If deciphering after random number and the random number of user name and production and the user name of storage inconsistent, then devices illustrated sequence number, random number, user name have existing problems at least.Now, display authentication failed, backout feature receives sending module 140 or random number generation module 150.
So, carried out the checking of random number, user name and key by challenge response pattern, the security of access control can be strengthened further.Authentication key is identical with the dispersion factor of authentication secret generating, and both are identical key in theory, and therefore above-mentioned challenge response pattern is specially the challenge response pattern based on symmetric key.Challenge response pattern based on symmetric key does not need additionally to increase Public Key Infrastructure in certification end, and its structure is simple, and simultaneous verification process is simple.
Please continue to refer to Fig. 4, wherein in an embodiment, also comprise:
First feature receiver module 130, for receiving the biometric feature of human body, and is stored in described smart card.
Smart card is carried by user oneself, so, can ensure the security of biometric feature.
Please continue to refer to Fig. 4, wherein in an embodiment, also comprise:
Initial key authentication module 110, for receiving the initial secret key of described smart card, and verifies described initial key.
Initial key is the key that smart card used before carrying out personal settings, can be used for the true and false verifying smart card.If be verified, then perform personal settings module 120; Otherwise, continue to perform initial key authentication module 110.
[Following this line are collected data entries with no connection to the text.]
use super::*;
use crate::loader::RawDocument;

fn lorem(words: usize) -> String {
    (0..words)
        .map(|i| format!("word{}", i % 17))
        .collect::<Vec<_>>()
        .join(" ")
}

#[test]
fn short_text_is_single_chunk() {
    let pieces = split_text("A short note.", 500, 100);
    assert_eq!(pieces.len(), 1);
    assert_eq!(pieces[0].0, "A short note.");
    assert_eq!(pieces[0].1, "");
}

#[test]
fn blank_text_produces_nothing() {
    assert!(split_text("", 50, 10).is_empty());
    assert!(split_text("  \n\n  ", 50, 10).is_empty());
}

#[test]
fn chunks_respect_size_and_overlap() {
    let text = lorem(400);
    let pieces = split_text(&text, 120, 30);

    assert!(pieces.len() > 1);
    for (content, _) in &pieces {
        assert!(content.chars().count() <= 120);
    }
    for pair in pieces.windows(2) {
        let (previous, _) = &pair[0];
        let (current, shared) = &pair[1];
        assert_eq!(shared.chars().count(), 30);
        assert!(current.starts_with(shared.as_str()));
        assert!(previous.ends_with(shared.as_str()));
    }
}

#[test]
fn chunks_cover_whole_text() {
    let text = lorem(250);
    let pieces = split_text(&text, 100, 20);

    let mut rebuilt = String::new();
    for (content, shared) in &pieces {
        rebuilt.push_str(&content[shared.len()..]);
    }
    assert_eq!(rebuilt, text);
}

#[test]
fn prefers_paragraph_boundaries() {
    let first = "a".repeat(60);
    let second = "b".repeat(60);
    let text = format!("{}\n\n{}", first, second);

    let pieces = split_text(&text, 100, 10);
    assert!(pieces[0].0.ends_with("\n\n"));
    assert_eq!(pieces[0].0.trim_end(), first);
}

#[test]
fn hard_cut_without_separators() {
    let text = "x".repeat(250);
    let pieces = split_text(&text, 100, 25);

    assert_eq!(pieces[0].0.len(), 100);
    assert_eq!(pieces[1].1.len(), 25);
    assert!(pieces.iter().all(|(content, _)| content.len() <= 100));
}

#[test]
fn multibyte_text_is_split_on_char_boundaries() {
    let text = "é".repeat(90);
    let pieces = split_text(&text, 40, 10);

    assert!(pieces.len() > 2);
    for (content, shared) in &pieces {
        assert!(content.chars().count() <= 40);
        assert!(content.chars().all(|c| c == 'é'));
        assert!(shared.chars().count() == 10 || shared.is_empty());
    }
}

#[test]
fn split_is_deterministic() {
    let mut research = RawDocument::new("data/research.txt", lorem(300));
    research.metadata.category = Some("research".to_string());
    research.metadata.document_id = Some(3);
    let documents = vec![research, RawDocument::new("data/general.txt", lorem(80))];
    let config = ChunkingConfig {
        chunk_size: 90,
        chunk_overlap: 15,
    };

    let first = split_documents(&documents, &config);
    let second = split_documents(&documents, &config);
    assert_eq!(first, second);
}

#[test]
fn chunks_keep_source_attribution() {
    let mut document = RawDocument::new("data/paper.pdf", lorem(200)).with_page(4);
    document.metadata.category = Some("research".to_string());
    document.metadata.document_id = Some(11);

    let chunks = split_documents(&[document], &ChunkingConfig::default());
    assert!(chunks.len() > 1);
    for (i, chunk) in chunks.iter().enumerate() {
        assert_eq!(chunk.source_path, "data/paper.pdf");
        assert_eq!(chunk.page, Some(4));
        assert_eq!(chunk.document_id, Some(11));
        assert_eq!(chunk.category.as_deref(), Some("research"));
        assert_eq!(chunk.chunk_index, i);
    }
    assert!(chunks[0].overlap_with_predecessor.is_empty());
}

#[test]
fn whitespace_only_chunks_are_dropped() {
    let text = format!("Intro line.{}", " ".repeat(1200));
    let document = RawDocument::new("a.txt", text);

    let chunks = split_documents(&[document], &ChunkingConfig::default());

    assert_eq!(chunks.len(), 1);
    assert!(chunks[0].content.starts_with("Intro line."));
    assert_eq!(chunks[0].chunk_index, 0);
}

#[test]
fn chunk_indices_stay_dense_around_blank_runs() {
    let text = format!("alpha{}omega", " ".repeat(1500));
    let document = RawDocument::new("gap.txt", text);

    let chunks = split_documents(&[document], &ChunkingConfig::default());

    assert!(chunks.len() >= 2);
    assert!(chunks.iter().all(|c| !c.content.trim().is_empty()));
    assert!(chunks[0].content.starts_with("alpha"));
    assert!(chunks.last().is_some_and(|c| c.content.ends_with("omega")));
    for (i, chunk) in chunks.iter().enumerate() {
        assert_eq!(chunk.chunk_index, i);
        assert!(
            chunk
                .content
                .starts_with(chunk.overlap_with_predecessor.as_str())
        );
    }
}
Personal settings module 120, generates authentication key for the equipment Serial Number according to described smart card, and sends described authentication key to described smart card.
After carrying out personal settings to smart card, initial key lost efficacy, and subsequent operation adopts the authentication key of personal settings to be encrypted.So, the difference that personal settings can increase different intelligent card is carried out to smart card.
Above embodiment only have expressed several embodiment of the present invention, and it describes comparatively concrete and detailed, but therefore can not be interpreted as the restriction to the scope of the claims of the present invention.It should be pointed out that for the person of ordinary skill of the art, without departing from the inventive concept of the premise, can also make multiple distortion and improvement, these all belong to protection scope of the present invention.Therefore, the protection domain of patent of the present invention should be as the criterion with claims.